Pero los investigadores descubrieron algo más. Uno de los agentes de homicidios encontró incoherencias en la confesión de Luis y la versión que dieron varios testigos.

Atando toda la información suelta, el perspicaz agente reveló que el asesinato ocurrió durante la madrugada del 24 de junio. Tomó un papel en blanco y comenzó a diagramar la crónica del asesinato. El primer trazo describió: el joven fue molesto con su madre. Tomó el machete y la asesinó en su cuarto. Volvió una hora y media después al cumpleaños, con ropa limpia: jeans y remera blanca. La que llevaba antes tenía sangre y estaba sucia luego de enterrar el cuerpo en la fosa que preparó dos semanas antes. Todo lo anterior lo inventó, sin entender por qué. El ultimó dato que apuntó el investigador decía: el plan fue en la casa del árbol, la muerte siempre estuvo ahí.

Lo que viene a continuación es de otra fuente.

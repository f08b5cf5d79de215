use std::collections::HashSet;
use std::fs;
use std::path::{Path, PathBuf};

use rust_embed::Embed;
use serde::Deserialize;
use thiserror::Error;
use tracing::info;

use crate::bookmark::key::{Category, SEPARATOR, Selection, VerbSlice};
use crate::bookmark::label::LabelSource;
use crate::paradigm::grid::Grid;

#[derive(Embed)]
#[folder = "assets/paradigms/"]
struct ParadigmAssets;

const EMBEDDED_FILE: &str = "paradigms.json";

const MOOD_ORDER: &[&str] = &[
    "Indicative",
    "Subjunctive",
    "Optative",
    "Imperative",
    "Infinitive",
    "Participle",
];
const TENSE_ORDER: &[&str] = &[
    "Present",
    "Imperfect",
    "Future",
    "Aorist",
    "Perfect",
    "Pluperfect",
];
const VOICE_ORDER: &[&str] = &["Active", "Middle", "Passive"];

#[derive(Debug, Error)]
pub enum ParadigmError {
    #[error("bundled paradigm data is missing")]
    MissingEmbedded,
    #[error("reading {}: {source}", path.display())]
    Io {
        path: PathBuf,
        source: std::io::Error,
    },
    #[error("parsing paradigm data: {0}")]
    Parse(#[from] serde_json::Error),
    #[error("{what} {value:?} contains the bookmark key separator")]
    SeparatorInLabel { what: &'static str, value: String },
    #[error("{category} mode {mode:?} is listed twice")]
    DuplicateMode { category: Category, mode: String },
    #[error("verb {mode:?} lists {voice} {tense} {mood} twice")]
    DuplicateSlice {
        mode: String,
        voice: String,
        tense: String,
        mood: String,
    },
    #[error("{mode:?} row {row:?} has {found} forms for {expected} columns")]
    RaggedRow {
        mode: String,
        row: String,
        expected: usize,
        found: usize,
    },
    #[error("verb {0:?} has no voice/tense/mood tables")]
    EmptyVerb(String),
    #[error("{0:?} is listed under tables but verbs belong under \"verbs\"")]
    VerbInTables(String),
    #[error("paradigm data has no noun, adjective or pronoun tables")]
    NoTables,
}

#[derive(Clone, Debug, Deserialize)]
pub struct TableEntry {
    pub category: Category,
    pub mode: String,
    pub lemma: String,
    #[serde(flatten)]
    pub grid: Grid,
}

#[derive(Clone, Debug, Deserialize)]
pub struct SliceEntry {
    #[serde(flatten)]
    pub slice: VerbSlice,
    #[serde(flatten)]
    pub grid: Grid,
}

#[derive(Clone, Debug, Deserialize)]
pub struct VerbEntry {
    pub mode: String,
    pub lemma: String,
    pub slices: Vec<SliceEntry>,
}

#[derive(Deserialize)]
struct ParadigmFile {
    #[serde(default)]
    tables: Vec<TableEntry>,
    #[serde(default)]
    verbs: Vec<VerbEntry>,
}

/// Reference forms for every quizzable table, in file order.
#[derive(Clone, Debug)]
pub struct ParadigmDb {
    tables: Vec<TableEntry>,
    verbs: Vec<VerbEntry>,
}

fn order_of(order: &[&str], value: &str) -> usize {
    order.iter().position(|v| *v == value).unwrap_or(order.len())
}

fn check_label(what: &'static str, value: &str) -> Result<(), ParadigmError> {
    if value.contains(SEPARATOR) {
        return Err(ParadigmError::SeparatorInLabel {
            what,
            value: value.to_string(),
        });
    }
    Ok(())
}

fn check_grid(mode: &str, grid: &Grid) -> Result<(), ParadigmError> {
    for row in &grid.rows {
        if row.forms.len() != grid.columns.len() {
            return Err(ParadigmError::RaggedRow {
                mode: mode.to_string(),
                row: row.label.clone(),
                expected: grid.columns.len(),
                found: row.forms.len(),
            });
        }
    }
    Ok(())
}

impl ParadigmDb {
    pub fn embedded() -> Result<Self, ParadigmError> {
        let file = ParadigmAssets::get(EMBEDDED_FILE).ok_or(ParadigmError::MissingEmbedded)?;
        let json = std::str::from_utf8(file.data.as_ref())
            .map_err(|_| ParadigmError::MissingEmbedded)?;
        Self::from_json(json)
    }

    pub fn from_path(path: &Path) -> Result<Self, ParadigmError> {
        let json = fs::read_to_string(path).map_err(|source| ParadigmError::Io {
            path: path.to_path_buf(),
            source,
        })?;
        let db = Self::from_json(&json)?;
        info!(path = %path.display(), "loaded paradigm file");
        Ok(db)
    }

    pub fn from_json(json: &str) -> Result<Self, ParadigmError> {
        let file: ParadigmFile = serde_json::from_str(json)?;
        let db = Self {
            tables: file.tables,
            verbs: file.verbs,
        };
        db.validate()?;
        Ok(db)
    }

    fn validate(&self) -> Result<(), ParadigmError> {
        let mut modes: HashSet<(Category, &str)> = HashSet::new();

        for table in &self.tables {
            if table.category.is_verb() {
                return Err(ParadigmError::VerbInTables(table.mode.clone()));
            }
            check_label("mode", &table.mode)?;
            if !modes.insert((table.category, table.mode.as_str())) {
                return Err(ParadigmError::DuplicateMode {
                    category: table.category,
                    mode: table.mode.clone(),
                });
            }
            check_grid(&table.mode, &table.grid)?;
        }
        if self.tables.is_empty() {
            return Err(ParadigmError::NoTables);
        }

        for verb in &self.verbs {
            check_label("mode", &verb.mode)?;
            if !modes.insert((Category::Verb, verb.mode.as_str())) {
                return Err(ParadigmError::DuplicateMode {
                    category: Category::Verb,
                    mode: verb.mode.clone(),
                });
            }
            if verb.slices.is_empty() {
                return Err(ParadigmError::EmptyVerb(verb.mode.clone()));
            }
            let mut slices: HashSet<&VerbSlice> = HashSet::new();
            for entry in &verb.slices {
                let VerbSlice { voice, tense, mood } = &entry.slice;
                check_label("voice", voice)?;
                check_label("tense", tense)?;
                check_label("mood", mood)?;
                if !slices.insert(&entry.slice) {
                    return Err(ParadigmError::DuplicateSlice {
                        mode: verb.mode.clone(),
                        voice: voice.clone(),
                        tense: tense.clone(),
                        mood: mood.clone(),
                    });
                }
                check_grid(&verb.mode, &entry.grid)?;
            }
        }
        Ok(())
    }

    /// Categories that have at least one mode, in display order.
    pub fn categories(&self) -> Vec<Category> {
        Category::ALL
            .into_iter()
            .filter(|c| !self.modes(*c).is_empty())
            .collect()
    }

    pub fn modes(&self, category: Category) -> Vec<&str> {
        if category.is_verb() {
            self.verbs.iter().map(|v| v.mode.as_str()).collect()
        } else {
            self.tables
                .iter()
                .filter(|t| t.category == category)
                .map(|t| t.mode.as_str())
                .collect()
        }
    }

    /// Every voice/tense/mood the verb has a table for, by mood, then tense, then voice.
    pub fn verb_slices(&self, mode: &str) -> Vec<VerbSlice> {
        let Some(verb) = self.verb(mode) else {
            return Vec::new();
        };
        let mut slices: Vec<VerbSlice> = verb.slices.iter().map(|s| s.slice.clone()).collect();
        slices.sort_by(|a, b| {
            (
                order_of(MOOD_ORDER, &a.mood),
                order_of(TENSE_ORDER, &a.tense),
                order_of(VOICE_ORDER, &a.voice),
            )
                .cmp(&(
                    order_of(MOOD_ORDER, &b.mood),
                    order_of(TENSE_ORDER, &b.tense),
                    order_of(VOICE_ORDER, &b.voice),
                ))
        });
        slices
    }

    fn verb(&self, mode: &str) -> Option<&VerbEntry> {
        self.verbs.iter().find(|v| v.mode == mode)
    }

    fn table(&self, category: Category, mode: &str) -> Option<&TableEntry> {
        self.tables
            .iter()
            .find(|t| t.category == category && t.mode == mode)
    }

    pub fn lemma(&self, selection: &Selection) -> Option<&str> {
        if selection.category.is_verb() {
            self.verb(&selection.mode).map(|v| v.lemma.as_str())
        } else {
            self.table(selection.category, &selection.mode)
                .map(|t| t.lemma.as_str())
        }
    }

    pub fn grid(&self, selection: &Selection) -> Option<&Grid> {
        if selection.category.is_verb() {
            let slice = selection.verb_slice()?;
            self.verb(&selection.mode)?
                .slices
                .iter()
                .find(|s| s.slice == slice)
                .map(|s| &s.grid)
        } else {
            self.table(selection.category, &selection.mode)
                .map(|t| &t.grid)
        }
    }

    /// First mode of the first non-verb category. Validation guarantees one exists.
    pub fn default_selection(&self) -> Selection {
        Category::ALL
            .into_iter()
            .filter(|c| !c.is_verb())
            .find_map(|c| self.first_selection(c))
            .unwrap_or_else(|| Selection::table(Category::Noun, ""))
    }

    pub fn first_selection(&self, category: Category) -> Option<Selection> {
        let mode = *self.modes(category).first()?;
        if category.is_verb() {
            let slice = self.verb_slices(mode).into_iter().next()?;
            Some(Selection::verb(mode, &slice))
        } else {
            Some(Selection::table(category, mode))
        }
    }

    /// Every quizzable table in display order, verb tables slice by slice.
    pub fn all_selections(&self) -> Vec<Selection> {
        let mut out = Vec::new();
        for category in self.categories() {
            for mode in self.modes(category) {
                if category.is_verb() {
                    out.extend(
                        self.verb_slices(mode)
                            .iter()
                            .map(|slice| Selection::verb(mode, slice)),
                    );
                } else {
                    out.push(Selection::table(category, mode));
                }
            }
        }
        out
    }
}

impl LabelSource for ParadigmDb {
    fn label_for(&self, selection: &Selection) -> String {
        match (selection.verb_slice(), self.lemma(selection)) {
            (Some(slice), Some(lemma)) if selection.category.is_verb() => format!(
                "{lemma} - {} {} {}",
                slice.tense, slice.voice, slice.mood
            ),
            (Some(slice), None) => format!(
                "{} - {} {} {}",
                selection.mode, slice.tense, slice.voice, slice.mood
            ),
            _ => selection.mode.clone(),
        }
    }
}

Dos años después. Luis Roche Rodríguez lucía pulcro, aseado y con la mirada fija en el tribunal.

El juez sentado en el medio leyó la decisión en voz alta. La condena fue de 15 años de prisión por el asesinato de Miguela, su madre.

LA REDENCIÓN

El 13 de julio del 2016, cuatro reos de la Penitenciaría Industrial Esperanza de Asunción afrontaron una audiencia de reducción de pena. Entre ellos estaba Luis Miguel Roche.

Para ese entonces, Luis cumplía su noveno año de reclusión. Mediante ello, Luis logró reducir los seis años que le restaban de condena a 77 días. El 28 agosto del 2016 recuperó su libertad.